High dose Vitamin C for Cancer, Breast Cancer too
High dose Vitamin C for Cancer, Breast Cancer too
by Gary Null, PhD; Howard Robins, DPM; Mark Tanenbaum, DPM; & Patrick Jennings, Editor
Townsend Letter for Doctors & Patients – May 1997
Note: The information on this website is not a substitute for diagnosis and treatment by a qualified, licensed professional.
Why Review the Scientific Literature?
Proper basic nutrition is an essential foundation for health, but there is a growing awareness that it’s not enough. One has only to consider the high disease rates in our society – Cancer diseases are now the second largest killer in the US as well as the first in the world, and our rates of cancer, arthritis, and mental illness are not abating – to realize that we have to go beyond basic nutrition in combating disease.
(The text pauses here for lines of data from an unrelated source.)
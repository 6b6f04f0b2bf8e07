// Syntax layer - Rust sources parsed with tree-sitter
use std::fmt;
use std::path::{Path, PathBuf};

use tree_sitter::{Node, Tree};

pub mod edit;

pub use edit::{apply_edits, Edit, EditError};

/// Parsing and re-parsing errors
#[derive(thiserror::Error, Debug)]
pub enum ParseError {
    /// The Rust grammar could not be loaded into the parser
    #[error("failed to load the Rust grammar: {0}")]
    Language(#[from] tree_sitter::LanguageError),

    /// tree-sitter returned no tree
    #[error("parser produced no tree for {0}")]
    NoTree(PathBuf),

    /// An in-place edit could not be applied
    #[error(transparent)]
    Edit(#[from] EditError),
}

/// Thin wrapper over a tree-sitter parser configured for Rust
pub struct RustParser {
    parser: tree_sitter::Parser,
}

impl RustParser {
    pub fn new() -> Result<Self, ParseError> {
        let mut parser = tree_sitter::Parser::new();
        parser.set_language(&tree_sitter_rust::LANGUAGE.into())?;
        Ok(Self { parser })
    }

    /// Parse `source`; syntax errors are recorded in the tree, not returned
    pub fn parse(&mut self, path: &Path, source: &str) -> Result<Tree, ParseError> {
        self.parser
            .parse(source, None)
            .ok_or_else(|| ParseError::NoTree(path.to_path_buf()))
    }
}

/// A syntax error located in a source file
#[derive(Debug, Clone, PartialEq, Eq)]
pub struct SyntaxError {
    pub path: PathBuf,
    /// 1-based line
    pub line: usize,
    /// 1-based column
    pub column: usize,
    pub message: String,
}

impl fmt::Display for SyntaxError {
    fn fmt(&self, f: &mut fmt::Formatter<'_>) -> fmt::Result {
        write!(
            f,
            "{}:{}:{}: {}",
            self.path.display(),
            self.line,
            self.column,
            self.message
        )
    }
}

/// One parsed Rust file: its path, current text and syntax tree
///
/// The tree always describes `source`; every mutation goes through
/// [`SourceFile::apply_edits`], which re-parses.
#[derive(Clone)]
pub struct SourceFile {
    path: PathBuf,
    source: String,
    tree: Tree,
}

impl SourceFile {
    pub fn parse(path: impl Into<PathBuf>, source: impl Into<String>) -> Result<Self, ParseError> {
        let path = path.into();
        let source = source.into();
        let tree = RustParser::new()?.parse(&path, &source)?;
        Ok(Self { path, source, tree })
    }

    pub fn read(path: impl Into<PathBuf>) -> Result<Self, std::io::Error> {
        let path = path.into();
        let source = std::fs::read_to_string(&path)?;
        Self::parse(path, source).map_err(std::io::Error::other)
    }

    pub fn path(&self) -> &Path {
        &self.path
    }

    pub fn source(&self) -> &str {
        &self.source
    }

    pub fn tree(&self) -> &Tree {
        &self.tree
    }

    pub fn root(&self) -> Node<'_> {
        self.tree.root_node()
    }

    /// Source text covered by `node`
    pub fn text(&self, node: Node<'_>) -> &str {
        &self.source[node.byte_range()]
    }

    /// Every ERROR or MISSING node in the tree
    pub fn syntax_errors(&self) -> Vec<SyntaxError> {
        let mut errors = Vec::new();
        if self.root().has_error() {
            self.collect_errors(self.root(), &mut errors);
        }
        errors
    }

    fn collect_errors(&self, node: Node<'_>, errors: &mut Vec<SyntaxError>) {
        if node.is_error() || node.is_missing() {
            let position = node.start_position();
            let message = if node.is_missing() {
                format!("missing {}", node.kind())
            } else {
                "syntax error".to_string()
            };
            errors.push(SyntaxError {
                path: self.path.clone(),
                line: position.row + 1,
                column: position.column + 1,
                message,
            });
            return;
        }

        let mut cursor = node.walk();
        for child in node.children(&mut cursor) {
            if child.has_error() || child.is_missing() {
                self.collect_errors(child, errors);
            }
        }
    }

    /// Replace spans of the source in place and re-parse
    pub fn apply_edits(&mut self, edits: &[Edit]) -> Result<(), ParseError> {
        if edits.is_empty() {
            return Ok(());
        }
        let source = apply_edits(&self.source, edits)?;
        self.tree = RustParser::new()?.parse(&self.path, &source)?;
        self.source = source;
        Ok(())
    }
}

impl fmt::Debug for SourceFile {
    fn fmt(&self, f: &mut fmt::Formatter<'_>) -> fmt::Result {
        f.debug_struct("SourceFile")
            .field("path", &self.path)
            .field("len", &self.source.len())
            .finish()
    }
}

/// Comments never take part in structural comparison
pub fn is_comment(node: Node<'_>) -> bool {
    node.is_extra() || matches!(node.kind(), "line_comment" | "block_comment")
}

/// Children of `node` that carry structure (comments dropped)
pub fn structural_children<'tree>(node: Node<'tree>) -> Vec<Node<'tree>> {
    let mut cursor = node.walk();
    node.children(&mut cursor)
        .filter(|child| !is_comment(*child))
        .collect()
}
It is time to look at supplemental nutrients in a serious light, in order to better understand their role in helping our natural immune defenses prevent disease, and in altering the course of disease as well.
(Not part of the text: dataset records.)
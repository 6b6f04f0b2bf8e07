/*!
# Example-Based Rewriting

The rewrite engine bound to one template. A [`TransformerFactory`] compiles a
template into a [`Transformer`]; the transformer is then applied file by file
and reports how many sites it rewrote.

## Architecture

- `Transformer`: applies the bound rewrite to one file, in place
- `TransformerFactory`: builds a transformer from a template file
- `template`: validates the before/after pair and compiles both bodies
- `patterns`: wildcard unification and type-consistency checks
- `example`: the default tree-sitter transformer

## Example Usage

```rust,ignore
use exemplar_core::rewrite::{ExampleTransformerFactory, TransformerFactory};

let factory = ExampleTransformerFactory;
let mut transformer = factory.build(&template_file, &template_package.types, false)?;
let count = transformer.transform(&package.types, &package.id, &mut file);
```
*/

pub mod example;
pub mod patterns;
pub mod template;

// Re-export main types
pub use example::ExampleTransformer;
pub use patterns::{PatternNode, Unification};
pub use template::{CompiledTemplate, TemplateError};

use crate::loader::{PackageId, TypeInfo};
use crate::syntax::SourceFile;

/// A rewrite engine bound to one template
///
/// Reused across every file of a run. Matches are rewritten in the file's
/// tree and text; the return value is the number of rewritten sites.
pub trait Transformer {
    fn transform(
        &mut self,
        types: &TypeInfo,
        package: &PackageId,
        file: &mut SourceFile,
    ) -> usize;

    /// Diagnostics accumulated so far
    fn stats(&self) -> MatchStats {
        MatchStats::default()
    }
}

/// Builds a transformer from a template file and its package declarations
pub trait TransformerFactory {
    fn build(
        &self,
        template: &SourceFile,
        types: &TypeInfo,
        verbose: bool,
    ) -> Result<Box<dyn Transformer>, TemplateError>;
}

/// Factory for [`ExampleTransformer`]
#[derive(Debug, Clone, Copy, Default)]
pub struct ExampleTransformerFactory;

impl TransformerFactory for ExampleTransformerFactory {
    fn build(
        &self,
        template: &SourceFile,
        types: &TypeInfo,
        verbose: bool,
    ) -> Result<Box<dyn Transformer>, TemplateError> {
        let transformer = ExampleTransformer::new(template, types)?.verbose(verbose);
        Ok(Box::new(transformer))
    }
}

/// Matcher statistics
#[derive(Debug, Default, Clone, Copy, PartialEq, Eq)]
pub struct MatchStats {
    /// Nodes of the pattern's kind that were tried
    pub candidates: u64,
    pub matches: u64,
    /// Structural matches refused because a binding had the wrong type
    pub type_rejections: u64,
    pub files_changed: u64,
}

impl MatchStats {
    pub fn new() -> Self {
        Self::default()
    }

    pub fn merge(&mut self, other: MatchStats) {
        self.candidates += other.candidates;
        self.matches += other.matches;
        self.type_rejections += other.type_rejections;
        self.files_changed += other.files_changed;
    }

    pub fn match_rate(&self) -> f64 {
        if self.candidates == 0 {
            0.0
        } else {
            (self.matches as f64) / (self.candidates as f64)
        }
    }
}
People talk about Traditional medicine and Integrative Medicine as if there’s a great divide between the two, but this dichotomy is so artificial. The bottom line in healing is: What works? We need to combine the best of both world to achieve true healing.

This article offers a review of the scientific literature on the impact of vitamin C on cancer. The questions, “What works?” and “How might it be applied?” were the motivational ones behind this review.
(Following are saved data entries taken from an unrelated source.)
/*!
# Pipeline Integration Tests

End-to-end runs over real directories: loading, template exclusion,
rewriting, printing and writing.
*/

use exemplar_core::{EditOutcome, ExemplarConfig, ExemplarError, Pipeline};
use pretty_assertions::assert_eq;

use std::fs;
use std::io;
use std::path::{Path, PathBuf};

const TEMPLATE: &str = "\
// Swap the argument order of the error helper.
fn before(err: Error, s: &str) -> Error { wrap(err, s) }
fn after(err: Error, s: &str) -> Error { new_err(s, err) }
";

const TARGET: &str = "\
pub fn handle(e: Error) -> Error {
    wrap(e, \"msg\")
}
";

const REWRITTEN: &str = "\
pub fn handle(e: Error) -> Error {
    new_err(\"msg\", e)
}
";

struct Workspace {
    root: tempfile::TempDir,
}

impl Workspace {
    fn new() -> anyhow::Result<Self> {
        let root = tempfile::tempdir()?;
        let ws = Self { root };
        ws.write("tmpl/template.rs", TEMPLATE)?;
        ws.write("app/handler.rs", TARGET)?;
        ws.write("app/untouched.rs", "pub fn noop() {}\n")?;
        Ok(ws)
    }

    fn path(&self, relative: &str) -> PathBuf {
        self.root.path().join(relative)
    }

    fn write(&self, relative: &str, contents: &str) -> anyhow::Result<PathBuf> {
        let path = self.path(relative);
        if let Some(parent) = path.parent() {
            fs::create_dir_all(parent)?;
        }
        fs::write(&path, contents)?;
        Ok(path)
    }

    fn read(&self, relative: &str) -> anyhow::Result<String> {
        Ok(fs::read_to_string(self.path(relative))?)
    }

    fn config(&self, targets: &[&str]) -> ExemplarConfig {
        ExemplarConfig::new()
            .with_template(self.path("tmpl/template.rs"))
            .with_targets(targets.iter().map(|t| pattern(&self.path(t))))
    }
}

fn pattern(path: &Path) -> String {
    path.display().to_string()
}

#[test]
fn test_print_mode_leaves_files_alone() -> anyhow::Result<()> {
    let ws = Workspace::new()?;
    let mut out = Vec::new();

    let summary = Pipeline::new(ws.config(&["app"])).run(&mut out)?;

    assert_eq!(String::from_utf8(out)?, REWRITTEN);
    assert_eq!(summary.files_visited, 2);
    assert_eq!(summary.files_matched, 1);
    assert_eq!(summary.total_matches, 1);
    let outcomes: Vec<_> = summary
        .outcomes
        .iter()
        .map(|(path, outcome)| (path.file_name().and_then(|n| n.to_str()), outcome.clone()))
        .collect();
    assert_eq!(
        outcomes,
        vec![
            (Some("handler.rs"), EditOutcome::Printed),
            (Some("untouched.rs"), EditOutcome::Skipped),
        ]
    );
    assert_eq!(ws.read("app/handler.rs")?, TARGET);
    Ok(())
}

#[test]
fn test_write_mode_rewrites_in_place() -> anyhow::Result<()> {
    let ws = Workspace::new()?;
    let mut out = Vec::new();

    let summary = Pipeline::new(ws.config(&["app"]).write(true)).run(&mut out)?;

    assert!(out.is_empty());
    assert!(!summary.had_errors());
    assert_eq!(summary.written().count(), 1);
    assert_eq!(ws.read("app/handler.rs")?, REWRITTEN);
    assert_eq!(ws.read("app/untouched.rs")?, "pub fn noop() {}\n");
    assert_eq!(ws.read("tmpl/template.rs")?, TEMPLATE);
    Ok(())
}

#[test]
fn test_rerun_over_nested_sites_is_a_no_op() -> anyhow::Result<()> {
    let ws = Workspace::new()?;
    ws.write(
        "app/handler.rs",
        "pub fn handle(e: Error) -> Error {\n    wrap(wrap(e, \"inner\"), \"outer\")\n}\n",
    )?;

    let first = Pipeline::new(ws.config(&["app"]).write(true)).run(&mut io::sink())?;
    let after_first = ws.read("app/handler.rs")?;
    let second = Pipeline::new(ws.config(&["app"]).write(true)).run(&mut io::sink())?;

    assert_eq!(first.total_matches, 2);
    assert_eq!(
        after_first,
        "pub fn handle(e: Error) -> Error {\n    new_err(\"outer\", new_err(\"inner\", e))\n}\n"
    );
    assert_eq!(second.total_matches, 0);
    assert_eq!(second.written().count(), 0);
    assert_eq!(ws.read("app/handler.rs")?, after_first);
    Ok(())
}

#[test]
fn test_template_package_is_never_rewritten() -> anyhow::Result<()> {
    let ws = Workspace::new()?;
    ws.write("tmpl/helpers.rs", TARGET)?;
    let root = format!("{}/...", pattern(ws.root.path()));
    let config = ws.config(&["tmpl"]).with_targets([root]).write(true);

    let summary = Pipeline::new(config).run(&mut io::sink())?;

    assert_eq!(summary.files_matched, 1);
    assert_eq!(ws.read("tmpl/helpers.rs")?, TARGET);
    assert_eq!(ws.read("tmpl/template.rs")?, TEMPLATE);
    assert_eq!(ws.read("app/handler.rs")?, REWRITTEN);
    Ok(())
}

#[test]
fn test_zero_matches_produce_no_output() -> anyhow::Result<()> {
    let ws = Workspace::new()?;
    let mut out = Vec::new();

    let summary = Pipeline::new(ws.config(&["tmpl"])).run(&mut out)?;

    assert!(out.is_empty());
    assert_eq!(summary.packages_visited, 0);
    assert!(summary.outcomes.is_empty());
    Ok(())
}

#[cfg(unix)]
#[test]
fn test_hooks_run_around_writes() -> anyhow::Result<()> {
    let ws = Workspace::new()?;
    let config = ws
        .config(&["app"])
        .write(true)
        .before_edit("cp {} {}.orig")
        .before_edit("exemplar-no-such-program {}")
        .after_edit("cp {} {}.new");

    let summary = Pipeline::new(config).run(&mut io::sink())?;

    assert!(!summary.had_errors());
    assert_eq!(ws.read("app/handler.rs.orig")?, TARGET);
    assert_eq!(ws.read("app/handler.rs.new")?, REWRITTEN);
    assert!(!ws.path("app/untouched.rs.orig").exists());
    Ok(())
}

#[test]
fn test_missing_template_flag_is_fatal() {
    let err = Pipeline::new(ExemplarConfig::new().with_targets(["."]))
        .run(&mut io::sink())
        .unwrap_err();
    assert!(matches!(err, ExemplarError::NoTemplate));
    assert_eq!(err.to_string(), "no -t template file specified");
}

#[test]
fn test_unresolvable_template_is_fatal() -> anyhow::Result<()> {
    let ws = Workspace::new()?;
    let config = ExemplarConfig::new()
        .with_template(ws.path("tmpl/missing.rs"))
        .with_targets([pattern(&ws.path("app"))]);

    let err = Pipeline::new(config).run(&mut io::sink()).unwrap_err();

    assert!(matches!(err, ExemplarError::TemplatePath { .. }));
    Ok(())
}

#[test]
fn test_malformed_template_is_fatal_before_any_write() -> anyhow::Result<()> {
    let ws = Workspace::new()?;
    ws.write("tmpl/template.rs", "fn after(err: Error) -> Error { err }\n")?;

    let err = Pipeline::new(ws.config(&["app"]).write(true))
        .run(&mut io::sink())
        .unwrap_err();

    assert!(matches!(err, ExemplarError::Template(_)));
    assert_eq!(ws.read("app/handler.rs")?, TARGET);
    Ok(())
}

#[test]
fn test_unloadable_target_is_fatal() -> anyhow::Result<()> {
    let ws = Workspace::new()?;

    let err = Pipeline::new(ws.config(&["nowhere/..."]))
        .run(&mut io::sink())
        .unwrap_err();

    assert!(matches!(err, ExemplarError::Load(_)));
    Ok(())
}

#[test]
fn test_syntax_errors_abort_loading() -> anyhow::Result<()> {
    let ws = Workspace::new()?;
    ws.write("app/broken.rs", "fn broken( {\n")?;

    let err = Pipeline::new(ws.config(&["app"]).write(true))
        .run(&mut io::sink())
        .unwrap_err();

    assert!(matches!(err, ExemplarError::Load(_)));
    assert_eq!(ws.read("app/handler.rs")?, TARGET);
    Ok(())
}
In other words, what follows is not anecdotal evidence; it is scientific evidence.This review article notes that approximately 90 studies have been done on the role of vitamin C in cancer prevention. Protective effects have been shown for cancers of the pancreas, oral cavity, stomach, esophagus, cervix, rectum, breast, and lung.
– G. Block, et al., Epidemiologic Evidence Regarding Vitamin C and Cancer, American Journal of Clinical Nutrition, 54 (6 Suppl), December 1991, p. 1310S-1314S.
Daily supplementation of lg of vitamin C decreased the amount of chromosome damage induced in lymphocytes by an exposure to bleomycin during the last 5 h of cell culture.
An antioxidant vitamin mix consisting of ascorbic acid ( Vitamin C), alpha-tocopherol and lecithin as well as a rosemary extract with carnosic acid and carnosol as the two major active ingredients were shown to have an anticacer effects in Ames tester strain TA102. Ascorbic acid was held responsible for this inhibitory property in the vitamin mix, while carnosic acid was identified as the antimutagenic agent in the rosemary extract. The authors conclude that these antioxidants might exhibit anticarcinogenic properties.